Add to that large North American landfill sites that could also have economically viable biogas operations.


In Quebec, Xebec is tracking 14 municipalities that have expressed interest in biogas projects and the company hopes - and expects - to be awarded some of the contracts.


Xebec and Gaz Métro are among the industry players who see natural gas increasingly being used as a transportation fuel.


Gaz Métro is working with Robert Transport, a Boucherville-based trucking firm that has ordered 180 liquefied natural gas (LNG) trucks, with help from provincial government incentives.


The gas distributor plans to install three LNG refuelling sites along the highway corridor between Quebec City and Toronto.


"There is no renewable fuel standard for natural gas but it will come because it makes sense," said Sorschak who is positioning his company to benefit from the trend to natural gas vehicles and renewable gas through biogas upgrading.


Both Xebec and Bio-Méthatech point to Europe where anaerobic digesters are becoming commonplace.


According to one industry figure, biogas plants increased from about 300 in 2000 to more than 4,000 in 2008 in Europe.

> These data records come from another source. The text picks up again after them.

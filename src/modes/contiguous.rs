//! Last dim contiguous: block copies straight through the scratchpad.

use strided_device::{round_up, BurstShape, Element};

use super::{write_rows, TileSpan};
use crate::context::CoreContext;
use crate::Result;

pub(super) fn copy_rows<T: Element>(
    ctx: &mut CoreContext<'_, '_, T>,
    tile: TileSpan,
) -> Result<()> {
    let u = ctx.unit;
    let l = ctx.plan.last_dim_size;
    let pitch = round_up(tile.cols, u);
    for i in 0..tile.rows {
        let src = ctx.resolve(tile.row + i) + tile.col;
        ctx.mover.move_in(
            &mut ctx.scratch,
            &ctx.src,
            i * pitch,
            src,
            BurstShape::contiguous(pitch / u),
        )?;
    }

    // Whole block-multiple rows are already one dense run.
    if tile.cols == l && l % u == 0 {
        ctx.mover.move_out(
            &mut ctx.dst,
            &ctx.scratch,
            tile.row * l,
            0,
            BurstShape::contiguous(tile.rows * l / u),
        )?;
        return Ok(());
    }
    write_rows(ctx, tile, 0, pitch)
}
//! Host-side planner: view geometry in, [`TilingPlan`] out.
//!
//! The planner is the only place that validates anything. It normalizes the
//! view, picks one of the ten strategies, sizes tiles against the scratchpad
//! and splits the work across cores so that every core owns a disjoint
//! output range of at least one alignment unit (unless the whole output is
//! smaller than that).

use std::mem::size_of;

use strided_device::{
    alignment_unit, round_down, round_up, DeviceConfig, Element, MIN_LINE_PITCH, TRANSPOSE_LANES,
};
use tracing::{debug, trace};

use crate::fuse::{max_reach, normalize};
use crate::mode::TilingMode;
use crate::plan::{AxisRange, CoreWorkRange, DimTriple, TilingPlan, MAX_DIM_NUM};
use crate::{PlanError, Result};

/// Largest last-dim stride for which a whole strided span is read with one
/// contiguous burst per line.
pub const SPAN_STRIDE_LIMIT: usize = 16;

/// Smallest usable line pitch of the reorder engine, in elements.
const MIN_VNC_COL_SIZE: usize = MIN_LINE_PITCH;

/// Partition of the scratchpad used by the reorder-based strategies.
///
/// ```text
/// [0, 16V)     lines: one input line per transpose lane, pitch V
/// [16V, 32V)   vnc: forward-transposed (column-major) lines
/// [32V, 48V)   target: columns selected by the middle pass
/// [48V, cap)   dense: packed output run
/// ```
#[derive(Debug, Clone, Copy, PartialEq, Eq)]
pub struct ScratchLayout {
    pub vnc_col_size: usize,
    pub lines: usize,
    pub vnc: usize,
    pub target: usize,
    pub dense: usize,
    pub dense_len: usize,
}

impl ScratchLayout {
    /// Line pitch for a scratchpad of `capacity` elements: three regions of
    /// 16 lines share three quarters of the scratchpad.
    pub fn vnc_col_size_for(capacity: usize) -> usize {
        round_down(capacity * 3 / 4 / (3 * TRANSPOSE_LANES), MIN_VNC_COL_SIZE)
    }

    pub fn new(capacity: usize, vnc_col_size: usize) -> Self {
        let region = TRANSPOSE_LANES * vnc_col_size;
        Self {
            vnc_col_size,
            lines: 0,
            vnc: region,
            target: 2 * region,
            dense: 3 * region,
            dense_len: capacity.saturating_sub(3 * region),
        }
    }

    fn reorder_ready(&self) -> bool {
        self.vnc_col_size >= MIN_VNC_COL_SIZE
    }
}

/// Normalized view geometry.
#[derive(Debug)]
struct Shape {
    sizes: Vec<usize>,
    strides: Vec<usize>,
    last: usize,
    last_stride: usize,
    second: usize,
    second_stride: usize,
    /// Output rows: product of all dims but the last.
    rows: usize,
}

impl Shape {
    fn new(sizes: Vec<usize>, strides: Vec<usize>) -> Self {
        let m = sizes.len();
        let (second, second_stride) = if m >= 2 {
            (sizes[m - 2], strides[m - 2])
        } else {
            (1, 0)
        };
        Self {
            last: sizes[m - 1],
            last_stride: strides[m - 1],
            second,
            second_stride,
            rows: sizes[..m - 1].iter().product(),
            sizes,
            strides,
        }
    }

    fn ndim(&self) -> usize {
        self.sizes.len()
    }
}

/// Mode plus tile steps along both axes.
#[derive(Debug, Clone, Copy)]
struct Selection {
    mode: TilingMode,
    axis0_step: usize,
    axis1_step: usize,
}

/// Per-core split.
#[derive(Debug)]
struct Partition {
    used_core_count: usize,
    core_step_in: usize,
    mc_pos: usize,
    non_last: CoreWorkRange,
    last: CoreWorkRange,
}

/// Plan `as_strided(src, size, stride, storage_offset)` for element type `T`
/// on `config`.
///
/// Returns `Ok(None)` for an empty view (some dim of size 0).
pub fn plan_as_strided<T: Element>(
    src_len: usize,
    size: &[usize],
    stride: &[isize],
    storage_offset: isize,
    config: &DeviceConfig,
) -> Result<Option<TilingPlan>> {
    config.validate()?;
    if size.len() != stride.len() {
        return Err(PlanError::RankMismatch {
            size: size.len(),
            stride: stride.len(),
        });
    }
    let mut ustride = Vec::with_capacity(stride.len());
    for (dim, &s) in stride.iter().enumerate() {
        match usize::try_from(s) {
            Ok(s) => ustride.push(s),
            Err(_) => return Err(PlanError::NegativeStride { dim, stride: s }),
        }
    }
    let storage_offset = match usize::try_from(storage_offset) {
        Ok(offset) => offset,
        Err(_) => return Err(PlanError::NegativeOffset(storage_offset)),
    };

    if output_len(size)? == 0 {
        debug!(?size, "empty view, nothing to plan");
        return Ok(None);
    }

    // Bounds arithmetic runs on the raw dims: normalization preserves reach.
    let footprint = max_reach(size, &ustride)
        .and_then(|reach| reach.checked_add(1))
        .ok_or(PlanError::Overflow("view reach"))?;
    let required = storage_offset
        .checked_add(footprint)
        .ok_or(PlanError::Overflow("view reach"))?;
    if required > src_len {
        return Err(PlanError::SourceTooSmall {
            required,
            available: src_len,
        });
    }

    let (sizes, strides) = normalize(size, &ustride);
    if sizes.len() > MAX_DIM_NUM + 1 {
        return Err(PlanError::TooManyDims {
            dims: sizes.len(),
            max: MAX_DIM_NUM + 1,
        });
    }

    let u = alignment_unit::<T>();
    let capacity = round_down(config.scratch_elems(size_of::<T>()), u);
    if capacity < u {
        return Err(scratch_too_small("scratchpad", u, capacity));
    }
    let layout = ScratchLayout::new(capacity, ScratchLayout::vnc_col_size_for(capacity));
    let shape = Shape::new(sizes, strides);
    trace!(?shape, unit = u, capacity, "normalized view");

    let sel = select(&shape, u, capacity, &layout, footprint)?;
    let part = partition(&shape, &sel, u, config.core_num);
    let (dim_num, dims) = decompose(&shape, sel.mode);
    let out_lp_step = if sel.mode == TilingMode::FirstStrideSmall {
        shape.second * shape.last
    } else {
        shape.last
    };

    debug!(
        mode = %sel.mode,
        used_cores = part.used_core_count,
        mc_pos = part.mc_pos,
        core_step_in = part.core_step_in,
        axis0_step = sel.axis0_step,
        axis1_step = sel.axis1_step,
        "tiling plan"
    );

    Ok(Some(TilingPlan {
        mode: sel.mode,
        used_core_count: part.used_core_count,
        core_step_in: part.core_step_in,
        mc_pos: part.mc_pos,
        non_last: part.non_last,
        last: part.last,
        axis0_step: sel.axis0_step,
        axis1_step: sel.axis1_step,
        vnc_col_size: layout.vnc_col_size,
        storage_offset,
        last_dim_size: shape.last,
        last_dim_stride: shape.last_stride,
        second_to_last_dim_size: shape.second,
        second_to_last_dim_stride: shape.second_stride,
        out_lp_step,
        src_footprint: footprint,
        dim_num,
        dims,
    }))
}

/// Number of output elements, `0` for an empty view.
pub fn output_len(size: &[usize]) -> Result<usize> {
    if size.contains(&0) {
        return Ok(0);
    }
    let mut total = 1usize;
    for &d in size {
        total = match total.checked_mul(d) {
            Some(t) => t,
            None => return Err(PlanError::Overflow("output element count")),
        };
    }
    Ok(total)
}

fn scratch_too_small(region: &'static str, required: usize, available: usize) -> PlanError {
    PlanError::ScratchTooSmall {
        region,
        required,
        available,
    }
}

fn pitch_too_small(layout: &ScratchLayout, required: usize) -> PlanError {
    scratch_too_small("reorder line pitch", required, layout.vnc_col_size)
}

fn select(
    shape: &Shape,
    u: usize,
    capacity: usize,
    layout: &ScratchLayout,
    footprint: usize,
) -> Result<Selection> {
    let (l, s, l2, s2) = (
        shape.last,
        shape.last_stride,
        shape.second,
        shape.second_stride,
    );
    let v = layout.vnc_col_size;
    let span = (l - 1) * s + 1;

    let direct = |mode| {
        let pitch = round_up(l, u);
        let (axis0_step, axis1_step) = if pitch <= capacity {
            (capacity / pitch, l)
        } else {
            (1, round_down(capacity, u))
        };
        Selection {
            mode,
            axis0_step,
            axis1_step,
        }
    };
    let packed = |mode| -> Result<Selection> {
        if !layout.reorder_ready() {
            return Err(pitch_too_small(layout, MIN_VNC_COL_SIZE));
        }
        if layout.dense_len < u + l {
            return Err(scratch_too_small("dense region", u + l, layout.dense_len));
        }
        let rows_max = (layout.dense_len - u) / l;
        let rows = if rows_max >= TRANSPOSE_LANES {
            round_down(rows_max, TRANSPOSE_LANES)
        } else {
            rows_max
        };
        let rows_min = u.div_ceil(l).min(shape.rows);
        if rows < rows_min {
            return Err(scratch_too_small(
                "dense region",
                u + rows_min * l,
                layout.dense_len,
            ));
        }
        Ok(Selection {
            mode,
            axis0_step: rows,
            axis1_step: l,
        })
    };

    if s == 0 {
        return if l >= u {
            Ok(direct(TilingMode::LastStrideZeroSizeLarge))
        } else {
            packed(TilingMode::LastStrideZeroSizeSmall)
        };
    }
    if s == 1 {
        return if l >= u {
            Ok(direct(TilingMode::LastStrideOne))
        } else {
            packed(TilingMode::LastDimSmall)
        };
    }

    if layout.reorder_ready()
        && shape.ndim() >= 2
        && s2 == 1
        && l < u
        && l <= TRANSPOSE_LANES
        && s > SPAN_STRIDE_LIMIT
        && l2 >= TRANSPOSE_LANES
        && l2 * l >= 2 * u
    {
        let n = v.min(layout.dense_len.saturating_sub(u) / l);
        if n >= u.div_ceil(l) {
            return Ok(Selection {
                mode: TilingMode::FirstStrideSmall,
                axis0_step: 1,
                axis1_step: n,
            });
        }
    }

    if layout.reorder_ready() && s <= SPAN_STRIDE_LIMIT {
        if l < 4 * u && span <= v {
            return packed(TilingMode::LastDimSmall);
        }
        let reach = (v - 1) / s + 1;
        if l >= u && reach >= u {
            if shape.ndim() >= 2 && l2 >= TRANSPOSE_LANES && span <= v {
                return Ok(Selection {
                    mode: TilingMode::LastTwoDimsLarge,
                    axis0_step: TRANSPOSE_LANES,
                    axis1_step: l,
                });
            }
            return Ok(Selection {
                mode: TilingMode::LastDimLarge,
                axis0_step: TRANSPOSE_LANES,
                axis1_step: l.min(round_down(reach, u)),
            });
        }
    }

    let resident = round_up(footprint, u);
    if resident <= capacity / 2 {
        let rows = (capacity - resident - u) / l;
        if rows >= 1 && (rows >= u.div_ceil(l) || rows >= shape.rows) {
            return Ok(Selection {
                mode: TilingMode::FitsInScratch,
                axis0_step: rows,
                axis1_step: l,
            });
        }
    }

    if !layout.reorder_ready() {
        return Err(pitch_too_small(layout, MIN_VNC_COL_SIZE));
    }
    if l < 4 * u && (l - 1) * u < v {
        return packed(TilingMode::LastDimSmallStrideLarge);
    }
    // One block per element: a whole unit of columns needs a pitch of u * u.
    let cols = l.min(round_down(v / u, u));
    if l < u || cols < u {
        return Err(pitch_too_small(layout, u * u));
    }
    Ok(Selection {
        mode: TilingMode::LastDimLargeStrideLarge,
        axis0_step: TRANSPOSE_LANES,
        axis1_step: cols,
    })
}

/// Floor split of `items` into core shares of `step`: every core but the
/// last gets `step`, the last gets the remainder (at least `step`).
fn split_cores(items: usize, step: usize, core_num: usize) -> (usize, usize) {
    let used = core_num.min((items / step).max(1));
    (used, items - (used - 1) * step)
}

fn partition(shape: &Shape, sel: &Selection, u: usize, core_num: usize) -> Partition {
    let (l, l2, rows) = (shape.last, shape.second, shape.rows);
    let (a0, a1) = (sel.axis0_step, sel.axis1_step);

    let build = |mc_pos: usize, step: usize, items: usize, axis: &dyn Fn(usize) -> CoreWorkRange| {
        let (used, last_share) = split_cores(items, step, core_num);
        Partition {
            used_core_count: used,
            core_step_in: step,
            mc_pos,
            non_last: axis(step),
            last: axis(last_share),
        }
    };

    match sel.mode {
        TilingMode::FirstStrideSmall => {
            let outer = rows / l2;
            let row_elems = l2 * l;
            if outer < core_num && row_elems / u > outer {
                let step = l2.div_ceil(core_num).max(u.div_ceil(l));
                build(1, step, l2, &|share| CoreWorkRange {
                    axis0: AxisRange::split(outer, a0, row_elems, u),
                    axis1: AxisRange::split(share, a1, l, u),
                })
            } else {
                let step = outer.div_ceil(core_num).max(1);
                build(0, step, outer, &|share| CoreWorkRange {
                    axis0: AxisRange::split(share, a0, row_elems, u),
                    axis1: AxisRange::split(l2, a1, l, u),
                })
            }
        }
        mode if mode.packs_rows() => {
            let step = rows.div_ceil(core_num).max(u.div_ceil(l));
            build(0, step, rows, &|share| CoreWorkRange {
                axis0: AxisRange::split(share, a0, l, u),
                axis1: AxisRange {
                    loop_count: 1,
                    leftover: 0,
                    backend: 0,
                },
            })
        }
        _ => {
            if rows < core_num && l / u > rows {
                let step = round_up(l.div_ceil(core_num).max(u), u);
                build(1, step, l, &|share| CoreWorkRange {
                    axis0: AxisRange::split(rows, a0, l, u),
                    axis1: AxisRange::split(share, a1, 1, u),
                })
            } else {
                let step = rows.div_ceil(core_num).max(1);
                build(0, step, rows, &|share| CoreWorkRange {
                    axis0: AxisRange::split(share, a0, l, u),
                    axis1: AxisRange::split(l, a1, 1, u),
                })
            }
        }
    }
}

/// Decomposition triples of the axis-0 index space: every dim but the last
/// (but the last two for the transpose-based strategy).
fn decompose(shape: &Shape, mode: TilingMode) -> (usize, [DimTriple; MAX_DIM_NUM]) {
    let inner = if mode == TilingMode::FirstStrideSmall {
        2
    } else {
        1
    };
    let lead = shape.ndim().saturating_sub(inner);
    let mut dims = [DimTriple::default(); MAX_DIM_NUM];
    if lead == 0 {
        dims[0] = DimTriple {
            reduced_size: 1,
            size: 1,
            stride: 0,
        };
        return (1, dims);
    }
    let mut reduced = 1;
    for k in (0..lead).rev() {
        dims[k] = DimTriple {
            reduced_size: reduced,
            size: shape.sizes[k],
            stride: shape.strides[k],
        };
        reduced *= shape.sizes[k];
    }
    (lead, dims)
}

Germany, where biogas helps feed the electricity grid, is the biogas leader.


Montreal-based Bio-Méthatech is a joint venture involving the family-owned Dominion & Grimm Inc. - suppliers of equipment to maple syrup producers - and waste management company RCI.


The company has the licence to represent and manufacture LIPP KomBio digesters, a German technology, in Canada and the Northeastern U.S.


In the past 18 months, three LIPP digesters were built in its territory - in St. Hyacinthe - while 80 were built in Italy alone, Bio-Méthatech general manager Vincent Pepin said.


"And in Germany, there is a war over waste," said Pepin, adding that waste collection territories are well-defined and regulated there.


The slogan on his business card sums up his company's expectations - and perhaps those of the blossoming Canadian waste-to-energy industry: Valuable green energy from manure.


lmoore@montrealgazette.com


TRANSFORMING WASTE INTO GAS


Anaerobic digestion involves the biodegradation of organic material in the absence of oxygen. Occurring naturally in nature - marshes, some animal digestive tracts - it can be reproduced in a controlled environment.


The resulting biogas is essentially methane and carbon dioxide. The carbon dioxide can be removed and the biogas upgraded to pipeline-quality biomethane.


Biogas can also be upgraded and compressed for use as a vehicle fuel as compressed natural gas or liquefied natural gas, which is favoured by the long-haul trucking industry.


In the U.S., biomethane is considered a renewable energy and qualifies for some energy subsidy programs.


One cubic metre of pure biomethane is the energy equivalent of 1.15 litres of gasoline or one litre of fuel oil or diesel fuel or 10 kWh of electricity.


Lynn Moore


RENEWABLE GAS REDUCES EMISSIONS


Dena, the German Energy Agency, assessed the impact of blending renewable gas with natural gas. Within the group of fossil fuels, natural gas has the greatest potential for reducing greenhouse gas emissions, Dena said in the 2010 study. But adding biomethanal has a dramatic impact. Blending 20% biomethane can reduce CO2 emissions by 39% in comparison with petrol, while if pure biomethane is used, reductions of up to 97% can be achieved depending on the method of assessment used.